126 Names come off GB Packer ticket waiting list.

freeagent

Six-man pro
My momma put us on the waiting list in 1965, and it took until 1990 for us to get to the front of the line. At the current rate, the last guy on the list will get season tickets in the Year 2675, 665 years from now.

I used to deliver the Green Bay Press Gazette back in the late 60's; I remember the daily paper was a dime and went up to 15c; Sunday was 35c and was raised to 50c. Something the article reminded me was the old NFL blackout policy. Even if the game was sold out, the local network affiliate could not broadcast the home game during the regular season (it would usually be lifted for the playoffs); that put folks watching stations in Green Bay or Wausau (about 60 miles away) out of luck; we lived a little to the south so if we knew someone with a top-notch antenna (again, long before cable or satellitte) and a clear day, you might be able to pull in the Milwaukee signal. Otherwise, you listened to Ted Moore on the radio.

One of the comments after the article asked how long the Vikings list is ... that is, the list of cities who want the Vikings once their stadium lease deal ends.



http://packersnews.greenbaypressgazette ... ar-Hibbard

July 9, 2010

Green Bay Packers season ticket wait ends for Tina Dollar-Hibbard

BY JON STYF
[email protected]

Back when the trees weren’t so tall and wide on Shadow Lane, Tina Dollar-Hibbard and her three sisters would sit in the front yard and collect a quarter from a few family friends who parked in their driveway before each Packers home game.

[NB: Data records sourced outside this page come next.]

//! Associations between classes.
//!
//! An association is recorded by target *name* only. Resolving the name to a
//! concrete [`Class`](super::Class) is deferred to consumers, which use
//! [`Catalog::resolve_target`](crate::catalog::Catalog::resolve_target).

use std::fmt;

use serde::Serialize;

use super::ClassStereotype;

/// Whether the referencing variable lives in contract storage.
#[derive(Debug, Clone, Copy, PartialEq, Eq, Hash, Serialize)]
pub enum ReferenceKind {
    Memory,
    Storage,
}

impl ReferenceKind {
    /// Returns [`ReferenceKind::Storage`] for state variables and
    /// [`ReferenceKind::Memory`] otherwise.
    pub fn from_state(is_state_variable: bool) -> Self {
        if is_state_variable {
            ReferenceKind::Storage
        } else {
            ReferenceKind::Memory
        }
    }
}

impl fmt::Display for ReferenceKind {
    fn fmt(&self, f: &mut fmt::Formatter<'_>) -> fmt::Result {
        match self {
            ReferenceKind::Memory => f.write_str("memory"),
            ReferenceKind::Storage => f.write_str("storage"),
        }
    }
}

/// Key of an association within its source class.
///
/// Derived from the target name and reference kind, so adding the same pair
/// twice addresses the same entry.
#[derive(Debug, Clone, PartialEq, Eq, Hash, PartialOrd, Ord, Serialize)]
#[serde(transparent)]
pub struct AssociationKey(String);

impl AssociationKey {
    pub fn new(target_name: &str, reference_kind: ReferenceKind) -> Self {
        Self(format!("{target_name}:{reference_kind}"))
    }

    pub fn as_str(&self) -> &str {
        &self.0
    }
}

/// A reference from one class to another.
#[derive(Debug, Clone, PartialEq, Eq, Serialize)]
pub struct Association {
    reference_kind: ReferenceKind,
    target_name: String,
    target_stereotype: Option<ClassStereotype>,
    is_realization: bool,
}

impl Association {
    /// Creates a usage association.
    pub fn usage(target_name: impl Into<String>, reference_kind: ReferenceKind) -> Self {
        Self {
            reference_kind,
            target_name: target_name.into(),
            target_stereotype: None,
            is_realization: false,
        }
    }

    /// Creates an inheritance or interface-implementation association.
    ///
    /// Realizations are always storage references.
    pub fn realization(target_name: impl Into<String>) -> Self {
        Self {
            reference_kind: ReferenceKind::Storage,
            target_name: target_name.into(),
            target_stereotype: None,
            is_realization: true,
        }
    }

    /// Records the stereotype of the target when it is known at build time.
    pub fn with_target_stereotype(mut self, stereotype: ClassStereotype) -> Self {
        self.target_stereotype = Some(stereotype);
        self
    }

    pub fn key(&self) -> AssociationKey {
        AssociationKey::new(&self.target_name, self.reference_kind)
    }

    pub fn reference_kind(&self) -> ReferenceKind {
        self.reference_kind
    }

    pub fn target_name(&self) -> &str {
        &self.target_name
    }

    pub fn target_stereotype(&self) -> Option<ClassStereotype> {
        self.target_stereotype
    }

    pub fn is_realization(&self) -> bool {
        self.is_realization
    }

    /// Folds another association with the same key into this one.
    pub(crate) fn merge(&mut self, other: Association) {
        debug_assert_eq!(self.key(), other.key());
        self.is_realization |= other.is_realization;
        if self.target_stereotype.is_none() {
            self.target_stereotype = other.target_stereotype;
        }
    }
}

The team was everything to the family, as they sat in the living room across the street from Lambeau Field watching road games on their television in the late 1960s and early ‘70s, sharing a bowl of popcorn with their father, Lowell.

“It didn’t matter that he had four girls,” Dollar-Hibbard said. “The Packers were everything to him. I grew up watching football with him and we would sit around talking about the nickel and dime defense and Bart Starr.”

Dollar-Hibbard never attended home games in those days — the family’s four season tickets were for the adults.

Forty years after Lowell put Tina’s name on the Packers’ season ticket waiting list and 16 years after his death, the De Pere resident can join that club.

She is one of 126 members of the team’s season ticket waiting list — which had 83,881 names as of Thursday — who will have new season tickets. And it’s all that her family has heard about this week.

Lowell, whose friends called him Johnny, put all four of his daughters’ names on the list when they were young. Tina was added in 1970, when she was 5. When the Packers added 12,000 seats following a $295 million stadium renovation in 2003, Tina’s three sisters received tickets.

Tina had to wait until now.

The wait remains lengthy because most of the team’s season ticket holders come back year after year, even passing them on after death to family members. This season, 99.6 percent of season ticket holders renewed.

Last year, 99.4 percent renewed and 192 new names received the letter that fans on the waiting list anticipate for years. Every other year since the 2003 expansion, that number has ranged between 50 and 70.

Even people on the waiting list can pass their place on to family members following the same rules, though few do.

The team sends postcards to people on the waiting list with their number in line every year in late August or early September. If a person has moved and doesn’t notify the team, the postcard returns to the team. Those fans have a year to update the address before losing their spot in line.

“That moves the list along a lot faster than cancellations,” Packers Director of Ticket Operations Mark Wagner said.

Wagner is constantly asked how long it will take to get tickets, especially since the waiting list ballooned in the early 90s along with the team’s success.

“That is an impossible question to answer,” Wagner said. “It has been anywhere from 35 to 40 years. But we don’t know what the future holds.”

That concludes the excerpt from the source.